Give back all of the data exactly. Leave nothing out.

Top of DATA SHOWN

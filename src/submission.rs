//! Match result payload posted by the game client.

use derive_getters::Getters;
use serde::{Deserialize, Serialize};
use tracing::instrument;

use crate::{NewMatch, NewPlayer};

/// Player id used when `player1_id` is missing.
pub const DEFAULT_PLAYER1_ID: i64 = 1;
/// Player id used when `player2_id` is missing.
pub const DEFAULT_PLAYER2_ID: i64 = 2;
/// Username used when `player1_name` is missing.
pub const DEFAULT_PLAYER1_NAME: &str = "Player1";
/// Username used when `player2_name` is missing.
pub const DEFAULT_PLAYER2_NAME: &str = "AI";

/// A finished match as reported by the client.
///
/// Every field is optional and nothing is validated. Missing values fall
/// back to defaults when the submission is turned into database records,
/// and unknown keys are ignored.
#[derive(Debug, Clone, Default, PartialEq, Eq, Serialize, Deserialize, Getters)]
pub struct MatchSubmission {
    winner_id: Option<i64>,
    player1_id: Option<i64>,
    player2_id: Option<i64>,
    points_p1: Option<i64>,
    points_p2: Option<i64>,
    sats_reward: Option<i64>,
    player1_name: Option<String>,
    player2_name: Option<String>,
}

impl MatchSubmission {
    /// Parses a submission from a raw JSON request body.
    ///
    /// # Errors
    ///
    /// Returns the [`serde_json::Error`] if the body is not a JSON object or
    /// a known key holds a value of the wrong type.
    #[instrument(skip(body), fields(len = body.as_ref().len()))]
    pub fn from_json(body: impl AsRef<[u8]>) -> Result<Self, serde_json::Error> {
        serde_json::from_slice(body.as_ref())
    }

    /// Describes a match with every field present.
    pub fn decided(
        winner_id: i64,
        player1: (i64, &str),
        player2: (i64, &str),
        points: (i64, i64),
        sats_reward: i64,
    ) -> Self {
        Self {
            winner_id: Some(winner_id),
            player1_id: Some(player1.0),
            player2_id: Some(player2.0),
            points_p1: Some(points.0),
            points_p2: Some(points.1),
            sats_reward: Some(sats_reward),
            player1_name: Some(player1.1.to_string()),
            player2_name: Some(player2.1.to_string()),
        }
    }

    /// The two player records referenced by this match, with their
    /// submitted usernames.
    pub fn players(&self) -> [NewPlayer; 2] {
        [
            NewPlayer::new(
                self.player1_id.unwrap_or(DEFAULT_PLAYER1_ID),
                self.player1_name
                    .clone()
                    .unwrap_or_else(|| DEFAULT_PLAYER1_NAME.to_string()),
            ),
            NewPlayer::new(
                self.player2_id.unwrap_or(DEFAULT_PLAYER2_ID),
                self.player2_name
                    .clone()
                    .unwrap_or_else(|| DEFAULT_PLAYER2_NAME.to_string()),
            ),
        ]
    }

    /// The match row to insert, finished as of now.
    pub fn to_new_match(&self) -> NewMatch {
        NewMatch::new(
            self.player1_id.unwrap_or(DEFAULT_PLAYER1_ID),
            self.player2_id.unwrap_or(DEFAULT_PLAYER2_ID),
            self.winner_id,
            self.points_p1.unwrap_or_default(),
            self.points_p2.unwrap_or_default(),
            self.sats_reward.unwrap_or_default(),
        )
        .ended_now()
    }
}
//! Command-line interface for pingpong_server.

use clap::{Parser, Subcommand};

/// Ping Pong Server - match results and leaderboard backend
#[derive(Parser, Debug)]
#[command(name = "pingpong_server")]
#[command(about = "Backend for the browser ping-pong game", long_about = None)]
#[command(version)]
pub struct Cli {
    /// Subcommand to run
    #[command(subcommand)]
    pub command: Command,
}

/// Available commands
#[derive(Subcommand, Debug)]
pub enum Command {
    /// Run the HTTP server
    Serve {
        /// Path to a TOML config file (defaults apply if it doesn't exist)
        #[arg(short, long, default_value = "pingpong.toml", env = "PINGPONG_CONFIG")]
        config: std::path::PathBuf,

        /// Port to bind to
        #[arg(short, long, env = "PINGPONG_PORT")]
        port: Option<u16>,

        /// Host to bind to
        #[arg(long, env = "PINGPONG_HOST")]
        host: Option<String>,

        /// Path to the database file (created if it doesn't exist)
        #[arg(long, env = "PINGPONG_DB")]
        db_path: Option<String>,

        /// Directory containing index.html and other client assets
        #[arg(long, env = "PINGPONG_STATIC_DIR")]
        static_dir: Option<std::path::PathBuf>,
    },

    /// Print the current leaderboard
    Leaderboard {
        /// Path to the database file
        #[arg(long, default_value = "db.sqlite", env = "PINGPONG_DB")]
        db_path: String,

        /// Print JSON instead of a table
        #[arg(long)]
        json: bool,
    },
}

Bottom of DATA SHOWN

» **REPLY TO THE TASK**:
filename src/submission.rs
//! Match result payload posted by the game client.

use derive_getters::Getters;
use serde::{Deserialize, Serialize};
use tracing::instrument;

use crate::{NewMatch, NewPlayer};

/// Player id used when `player1_id` is missing.
pub const DEFAULT_PLAYER1_ID: i64 = 1;
/// Player id used when `player2_id` is missing.
pub const DEFAULT_PLAYER2_ID: i64 = 2;
/// Username used when `player1_name` is missing.
pub const DEFAULT_PLAYER1_NAME: &str = "Player1";
/// Username used when `player2_name` is missing.
pub const DEFAULT_PLAYER2_NAME: &str = "AI";

/// A finished match as reported by the client.
///
/// Every field is optional and nothing is validated. Missing values fall
/// back to defaults when the submission is turned into database records,
/// and unknown keys are ignored.
#[derive(Debug, Clone, Default, PartialEq, Eq, Serialize, Deserialize, Getters)]
pub struct MatchSubmission {
    winner_id: Option<i64>,
    player1_id: Option<i64>,
    player2_id: Option<i64>,
    points_p1: Option<i64>,
    points_p2: Option<i64>,
    sats_reward: Option<i64>,
    player1_name: Option<String>,
    player2_name: Option<String>,
}

impl MatchSubmission {
    /// Parses a submission from a raw JSON request body.
    ///
    /// # Errors
    ///
    /// Returns the [`serde_json::Error`] if the body is not a JSON object or
    /// a known key holds a value of the wrong type.
    #[instrument(skip(body), fields(len = body.as_ref().len()))]
    pub fn from_json(body: impl AsRef<[u8]>) -> Result<Self, serde_json::Error> {
        serde_json::from_slice(body.as_ref())
    }

    /// Describes a match with every field present.
    pub fn decided(
        winner_id: i64,
        player1: (i64, &str),
        player2: (i64, &str),
        points: (i64, i64),
        sats_reward: i64,
    ) -> Self {
        Self {
            winner_id: Some(winner_id),
            player1_id: Some(player1.0),
            player2_id: Some(player2.0),
            points_p1: Some(points.0),
            points_p2: Some(points.1),
            sats_reward: Some(sats_reward),
            player1_name: Some(player1.1.to_string()),
            player2_name: Some(player2.1.to_string()),
        }
    }

    /// The two player records referenced by this match, with their
    /// submitted usernames.
    pub fn players(&self) -> [NewPlayer; 2] {
        [
            NewPlayer::new(
                self.player1_id.unwrap_or(DEFAULT_PLAYER1_ID),
                self.player1_name
                    .clone()
                    .unwrap_or_else(|| DEFAULT_PLAYER1_NAME.to_string()),
            ),
            NewPlayer::new(
                self.player2_id.unwrap_or(DEFAULT_PLAYER2_ID),
                self.player2_name
                    .clone()
                    .unwrap_or_else(|| DEFAULT_PLAYER2_NAME.to_string()),
            ),
        ]
    }

    /// The match row to insert, finished as of now.
    pub fn to_new_match(&self) -> NewMatch {
        NewMatch::new(
            self.player1_id.unwrap_or(DEFAULT_PLAYER1_ID),
            self.player2_id.unwrap_or(DEFAULT_PLAYER2_ID),
            self.winner_id,
            self.points_p1.unwrap_or_default(),
            self.points_p2.unwrap_or_default(),
            self.sats_reward.unwrap_or_default(),
        )
        .ended_now()
    }
}
//! Command-line interface for pingpong_server.

use clap::{Parser, Subcommand};

/// Ping Pong Server - match results and leaderboard backend
#[derive(Parser, Debug)]
#[command(name = "pingpong_server")]
#[command(about = "Backend for the browser ping-pong game", long_about = None)]
#[command(version)]
pub struct Cli {
    /// Subcommand to run
    #[command(subcommand)]
    pub command: Command,
}

/// Available commands
#[derive(Subcommand, Debug)]
pub enum Command {
    /// Run the HTTP server
    Serve {
        /// Path to a TOML config file (defaults apply if it doesn't exist)
        #[arg(short, long, default_value = "pingpong.toml", env = "PINGPONG_CONFIG")]
        config: std::path::PathBuf,

        /// Port to bind to
        #[arg(short, long, env = "PINGPONG_PORT")]
        port: Option<u16>,

        /// Host to bind to
        #[arg(long, env = "PINGPONG_HOST")]
        host: Option<String>,

        /// Path to the database file (created if it doesn't exist)
        #[arg(long, env = "PINGPONG_DB")]
        db_path: Option<String>,

        /// Directory containing index.html and other client assets
        #[arg(long, env = "PINGPONG_STATIC_DIR")]
        static_dir: Option<std::path::PathBuf>,
    },

    /// Print the current leaderboard
    Leaderboard {
        /// Path to the database file
        #[arg(long, default_value = "db.sqlite", env = "PINGPONG_DB")]
        db_path: String,

        /// Print JSON instead of a table
        #[arg(long)]
        json: bool,
    },
}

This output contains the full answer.